◆ **Task description**
From the listing below, set down exactly the lines between the one holding "repository b06c2dd5601f2af3" and the one holding "impl axum::response::IntoResponse for", inclusive. No other line is wanted.

◆ **Data**
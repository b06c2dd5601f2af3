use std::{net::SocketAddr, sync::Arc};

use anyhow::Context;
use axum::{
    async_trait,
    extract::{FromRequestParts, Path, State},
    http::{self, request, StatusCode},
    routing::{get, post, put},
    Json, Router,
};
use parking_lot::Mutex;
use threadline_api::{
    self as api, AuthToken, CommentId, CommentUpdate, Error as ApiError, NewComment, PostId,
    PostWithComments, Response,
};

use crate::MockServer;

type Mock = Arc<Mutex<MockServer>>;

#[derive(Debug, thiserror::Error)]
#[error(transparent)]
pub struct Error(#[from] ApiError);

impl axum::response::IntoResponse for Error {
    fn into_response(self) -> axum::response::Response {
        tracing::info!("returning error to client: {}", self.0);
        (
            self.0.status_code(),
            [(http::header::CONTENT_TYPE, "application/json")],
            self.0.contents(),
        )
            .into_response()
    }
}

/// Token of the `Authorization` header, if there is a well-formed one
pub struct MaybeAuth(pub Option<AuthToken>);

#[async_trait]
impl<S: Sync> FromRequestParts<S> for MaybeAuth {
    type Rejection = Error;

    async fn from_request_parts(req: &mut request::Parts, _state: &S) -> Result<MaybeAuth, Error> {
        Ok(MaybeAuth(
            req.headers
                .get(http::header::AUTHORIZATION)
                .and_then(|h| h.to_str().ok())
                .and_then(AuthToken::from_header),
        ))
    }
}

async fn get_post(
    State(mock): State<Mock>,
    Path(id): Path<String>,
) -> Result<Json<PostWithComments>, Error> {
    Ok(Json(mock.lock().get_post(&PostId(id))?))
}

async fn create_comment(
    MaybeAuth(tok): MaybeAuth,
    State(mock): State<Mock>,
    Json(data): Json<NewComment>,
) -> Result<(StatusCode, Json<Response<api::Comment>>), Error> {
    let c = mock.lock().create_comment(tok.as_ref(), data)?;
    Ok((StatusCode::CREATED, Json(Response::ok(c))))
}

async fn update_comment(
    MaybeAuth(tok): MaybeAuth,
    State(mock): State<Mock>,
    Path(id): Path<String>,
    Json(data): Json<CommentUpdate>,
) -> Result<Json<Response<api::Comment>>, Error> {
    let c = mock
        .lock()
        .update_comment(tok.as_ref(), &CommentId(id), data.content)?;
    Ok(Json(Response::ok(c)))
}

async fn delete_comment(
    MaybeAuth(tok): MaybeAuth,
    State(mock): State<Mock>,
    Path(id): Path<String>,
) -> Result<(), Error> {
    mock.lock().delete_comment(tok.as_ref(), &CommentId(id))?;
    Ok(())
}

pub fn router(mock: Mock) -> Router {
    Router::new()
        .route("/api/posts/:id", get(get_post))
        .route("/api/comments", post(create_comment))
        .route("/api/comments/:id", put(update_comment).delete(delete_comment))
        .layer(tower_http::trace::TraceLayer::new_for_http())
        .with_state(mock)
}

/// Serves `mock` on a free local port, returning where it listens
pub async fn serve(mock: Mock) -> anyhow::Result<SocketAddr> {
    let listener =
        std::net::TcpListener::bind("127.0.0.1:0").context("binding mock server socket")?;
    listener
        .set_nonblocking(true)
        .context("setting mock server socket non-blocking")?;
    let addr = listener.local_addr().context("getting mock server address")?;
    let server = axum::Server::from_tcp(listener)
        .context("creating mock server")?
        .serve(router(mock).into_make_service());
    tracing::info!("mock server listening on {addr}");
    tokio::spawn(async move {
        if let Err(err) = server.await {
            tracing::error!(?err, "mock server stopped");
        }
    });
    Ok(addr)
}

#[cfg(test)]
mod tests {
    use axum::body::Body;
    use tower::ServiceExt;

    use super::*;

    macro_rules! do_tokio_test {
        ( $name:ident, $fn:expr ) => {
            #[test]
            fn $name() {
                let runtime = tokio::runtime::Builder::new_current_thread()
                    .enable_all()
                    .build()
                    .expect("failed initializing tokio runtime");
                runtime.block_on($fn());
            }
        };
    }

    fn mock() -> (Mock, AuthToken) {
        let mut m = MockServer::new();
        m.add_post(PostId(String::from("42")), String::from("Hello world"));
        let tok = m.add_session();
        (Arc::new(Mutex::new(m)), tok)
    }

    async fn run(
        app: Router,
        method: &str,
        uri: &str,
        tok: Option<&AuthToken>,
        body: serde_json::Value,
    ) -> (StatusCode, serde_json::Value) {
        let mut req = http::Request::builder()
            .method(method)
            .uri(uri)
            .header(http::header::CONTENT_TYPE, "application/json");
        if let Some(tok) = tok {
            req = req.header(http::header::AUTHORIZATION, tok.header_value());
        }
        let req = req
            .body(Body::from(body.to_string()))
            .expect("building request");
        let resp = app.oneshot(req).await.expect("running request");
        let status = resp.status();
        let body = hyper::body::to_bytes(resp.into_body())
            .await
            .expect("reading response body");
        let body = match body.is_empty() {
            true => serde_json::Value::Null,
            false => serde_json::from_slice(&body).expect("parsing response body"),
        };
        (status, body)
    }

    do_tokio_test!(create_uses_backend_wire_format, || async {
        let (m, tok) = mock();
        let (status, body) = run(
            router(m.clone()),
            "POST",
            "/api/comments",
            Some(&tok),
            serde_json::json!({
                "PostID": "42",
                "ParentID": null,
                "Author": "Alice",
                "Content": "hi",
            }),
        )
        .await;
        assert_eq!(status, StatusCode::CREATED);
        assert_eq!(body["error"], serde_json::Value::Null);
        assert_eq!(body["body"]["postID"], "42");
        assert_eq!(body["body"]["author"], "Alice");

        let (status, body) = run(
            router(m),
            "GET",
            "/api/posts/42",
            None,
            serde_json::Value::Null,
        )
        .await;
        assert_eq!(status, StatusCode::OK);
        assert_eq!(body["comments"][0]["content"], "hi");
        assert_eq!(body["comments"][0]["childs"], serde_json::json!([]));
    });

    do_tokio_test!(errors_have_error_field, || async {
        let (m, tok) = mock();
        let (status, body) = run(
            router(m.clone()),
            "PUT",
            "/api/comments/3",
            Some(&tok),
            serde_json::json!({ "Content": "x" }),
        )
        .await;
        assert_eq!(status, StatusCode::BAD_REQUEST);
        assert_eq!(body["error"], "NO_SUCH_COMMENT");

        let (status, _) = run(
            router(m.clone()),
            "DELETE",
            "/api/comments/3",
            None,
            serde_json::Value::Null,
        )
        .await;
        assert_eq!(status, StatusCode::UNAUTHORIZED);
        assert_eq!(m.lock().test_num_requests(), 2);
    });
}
==
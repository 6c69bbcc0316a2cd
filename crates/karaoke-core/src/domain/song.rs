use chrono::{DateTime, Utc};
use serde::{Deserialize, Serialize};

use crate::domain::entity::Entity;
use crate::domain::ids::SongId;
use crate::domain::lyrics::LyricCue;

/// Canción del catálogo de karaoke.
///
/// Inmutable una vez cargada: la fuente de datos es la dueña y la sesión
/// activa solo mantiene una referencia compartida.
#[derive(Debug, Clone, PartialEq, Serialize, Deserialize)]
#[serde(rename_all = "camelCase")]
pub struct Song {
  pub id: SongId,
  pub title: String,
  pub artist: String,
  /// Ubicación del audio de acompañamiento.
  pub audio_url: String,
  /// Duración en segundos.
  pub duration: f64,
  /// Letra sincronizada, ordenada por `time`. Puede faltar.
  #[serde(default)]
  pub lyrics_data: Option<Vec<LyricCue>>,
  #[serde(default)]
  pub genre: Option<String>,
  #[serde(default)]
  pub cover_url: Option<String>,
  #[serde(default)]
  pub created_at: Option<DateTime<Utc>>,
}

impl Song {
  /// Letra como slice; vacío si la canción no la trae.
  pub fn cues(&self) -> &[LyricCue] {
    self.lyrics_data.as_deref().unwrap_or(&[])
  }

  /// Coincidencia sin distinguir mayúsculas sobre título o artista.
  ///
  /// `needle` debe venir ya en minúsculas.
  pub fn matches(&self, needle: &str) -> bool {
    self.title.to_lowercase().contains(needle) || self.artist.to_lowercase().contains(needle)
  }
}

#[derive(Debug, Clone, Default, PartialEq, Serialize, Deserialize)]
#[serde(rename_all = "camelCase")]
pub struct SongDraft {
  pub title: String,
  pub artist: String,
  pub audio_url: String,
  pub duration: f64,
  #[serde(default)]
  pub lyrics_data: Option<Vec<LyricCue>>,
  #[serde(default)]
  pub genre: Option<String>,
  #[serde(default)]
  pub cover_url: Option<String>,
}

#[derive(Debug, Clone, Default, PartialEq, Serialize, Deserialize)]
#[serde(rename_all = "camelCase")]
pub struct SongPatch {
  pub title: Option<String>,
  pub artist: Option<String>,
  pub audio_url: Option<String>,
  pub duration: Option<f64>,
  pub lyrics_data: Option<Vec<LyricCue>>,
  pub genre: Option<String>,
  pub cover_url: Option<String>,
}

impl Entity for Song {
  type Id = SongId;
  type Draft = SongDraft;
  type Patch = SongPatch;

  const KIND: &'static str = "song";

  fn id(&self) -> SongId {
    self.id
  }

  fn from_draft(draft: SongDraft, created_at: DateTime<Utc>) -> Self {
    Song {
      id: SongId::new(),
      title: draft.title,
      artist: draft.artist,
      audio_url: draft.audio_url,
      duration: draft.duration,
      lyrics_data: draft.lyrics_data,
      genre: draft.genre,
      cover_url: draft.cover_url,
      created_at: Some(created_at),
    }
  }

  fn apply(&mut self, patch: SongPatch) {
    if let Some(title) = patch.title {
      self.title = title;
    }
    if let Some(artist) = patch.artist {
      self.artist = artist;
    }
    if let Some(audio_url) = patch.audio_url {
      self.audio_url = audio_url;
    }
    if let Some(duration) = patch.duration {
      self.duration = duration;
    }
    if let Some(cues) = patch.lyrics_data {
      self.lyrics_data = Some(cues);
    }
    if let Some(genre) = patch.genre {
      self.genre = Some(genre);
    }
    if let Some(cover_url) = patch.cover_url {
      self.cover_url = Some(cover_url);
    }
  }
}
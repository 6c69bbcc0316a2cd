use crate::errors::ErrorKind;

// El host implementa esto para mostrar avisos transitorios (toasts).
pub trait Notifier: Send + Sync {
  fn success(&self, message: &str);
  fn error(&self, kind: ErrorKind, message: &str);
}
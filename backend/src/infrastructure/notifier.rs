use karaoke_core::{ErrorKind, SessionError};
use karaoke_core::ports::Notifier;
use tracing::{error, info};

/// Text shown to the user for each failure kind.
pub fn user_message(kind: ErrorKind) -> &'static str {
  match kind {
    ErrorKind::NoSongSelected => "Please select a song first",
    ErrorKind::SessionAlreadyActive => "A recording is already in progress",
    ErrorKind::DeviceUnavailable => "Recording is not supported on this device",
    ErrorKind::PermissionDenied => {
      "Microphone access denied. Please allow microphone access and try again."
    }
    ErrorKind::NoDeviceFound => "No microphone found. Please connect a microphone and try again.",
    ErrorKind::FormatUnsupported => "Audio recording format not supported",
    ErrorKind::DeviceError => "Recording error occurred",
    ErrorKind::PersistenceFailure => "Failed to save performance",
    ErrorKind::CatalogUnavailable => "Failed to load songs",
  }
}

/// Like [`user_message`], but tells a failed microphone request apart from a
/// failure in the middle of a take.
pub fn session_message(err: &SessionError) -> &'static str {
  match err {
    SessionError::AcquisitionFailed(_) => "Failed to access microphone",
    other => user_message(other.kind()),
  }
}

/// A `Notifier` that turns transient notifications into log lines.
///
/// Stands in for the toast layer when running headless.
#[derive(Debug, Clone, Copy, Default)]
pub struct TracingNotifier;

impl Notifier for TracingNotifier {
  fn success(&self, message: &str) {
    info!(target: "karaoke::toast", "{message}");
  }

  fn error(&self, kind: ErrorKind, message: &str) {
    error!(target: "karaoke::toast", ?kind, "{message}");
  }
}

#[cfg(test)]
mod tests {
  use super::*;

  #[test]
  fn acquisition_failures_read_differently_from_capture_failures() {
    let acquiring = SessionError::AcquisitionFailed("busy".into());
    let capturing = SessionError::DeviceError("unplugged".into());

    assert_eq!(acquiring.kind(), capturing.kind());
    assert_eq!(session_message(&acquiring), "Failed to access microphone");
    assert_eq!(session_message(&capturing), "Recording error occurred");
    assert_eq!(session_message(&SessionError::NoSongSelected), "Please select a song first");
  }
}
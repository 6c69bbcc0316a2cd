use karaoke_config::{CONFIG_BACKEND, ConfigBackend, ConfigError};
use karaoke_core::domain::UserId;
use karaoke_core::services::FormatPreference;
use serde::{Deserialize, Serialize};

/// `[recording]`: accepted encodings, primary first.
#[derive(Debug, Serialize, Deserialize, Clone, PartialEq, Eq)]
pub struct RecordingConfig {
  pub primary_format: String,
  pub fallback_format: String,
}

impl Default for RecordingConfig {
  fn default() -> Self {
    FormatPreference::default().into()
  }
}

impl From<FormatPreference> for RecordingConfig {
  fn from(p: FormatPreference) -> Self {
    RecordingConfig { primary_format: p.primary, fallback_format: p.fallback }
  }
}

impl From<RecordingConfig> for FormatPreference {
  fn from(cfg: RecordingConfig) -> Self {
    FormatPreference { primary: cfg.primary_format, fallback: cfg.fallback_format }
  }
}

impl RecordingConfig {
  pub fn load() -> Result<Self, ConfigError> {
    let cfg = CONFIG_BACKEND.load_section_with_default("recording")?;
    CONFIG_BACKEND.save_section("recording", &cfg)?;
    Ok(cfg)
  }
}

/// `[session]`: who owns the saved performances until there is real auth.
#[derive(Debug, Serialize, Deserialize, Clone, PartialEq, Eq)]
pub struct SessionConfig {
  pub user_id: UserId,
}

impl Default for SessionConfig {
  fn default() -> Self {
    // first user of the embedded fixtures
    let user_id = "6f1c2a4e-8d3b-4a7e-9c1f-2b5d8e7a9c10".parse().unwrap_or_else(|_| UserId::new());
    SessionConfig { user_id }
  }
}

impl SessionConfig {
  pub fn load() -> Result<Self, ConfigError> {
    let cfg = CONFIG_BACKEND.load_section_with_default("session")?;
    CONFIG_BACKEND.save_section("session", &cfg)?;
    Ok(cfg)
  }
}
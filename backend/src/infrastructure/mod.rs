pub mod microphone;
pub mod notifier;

◆ **Reply to the task**
repository b06c2dd5601f2af3
use std::{net::SocketAddr, sync::Arc};

use anyhow::Context;
use axum::{
    async_trait,
    extract::{FromRequestParts, Path, State},
    http::{self, request, StatusCode},
    routing::{get, post, put},
    Json, Router,
};
use parking_lot::Mutex;
use threadline_api::{
    self as api, AuthToken, CommentId, CommentUpdate, Error as ApiError, NewComment, PostId,
    PostWithComments, Response,
};

use crate::MockServer;

type Mock = Arc<Mutex<MockServer>>;

#[derive(Debug, thiserror::Error)]
#[error(transparent)]
pub struct Error(#[from] ApiError);

impl axum::response::IntoResponse for Error {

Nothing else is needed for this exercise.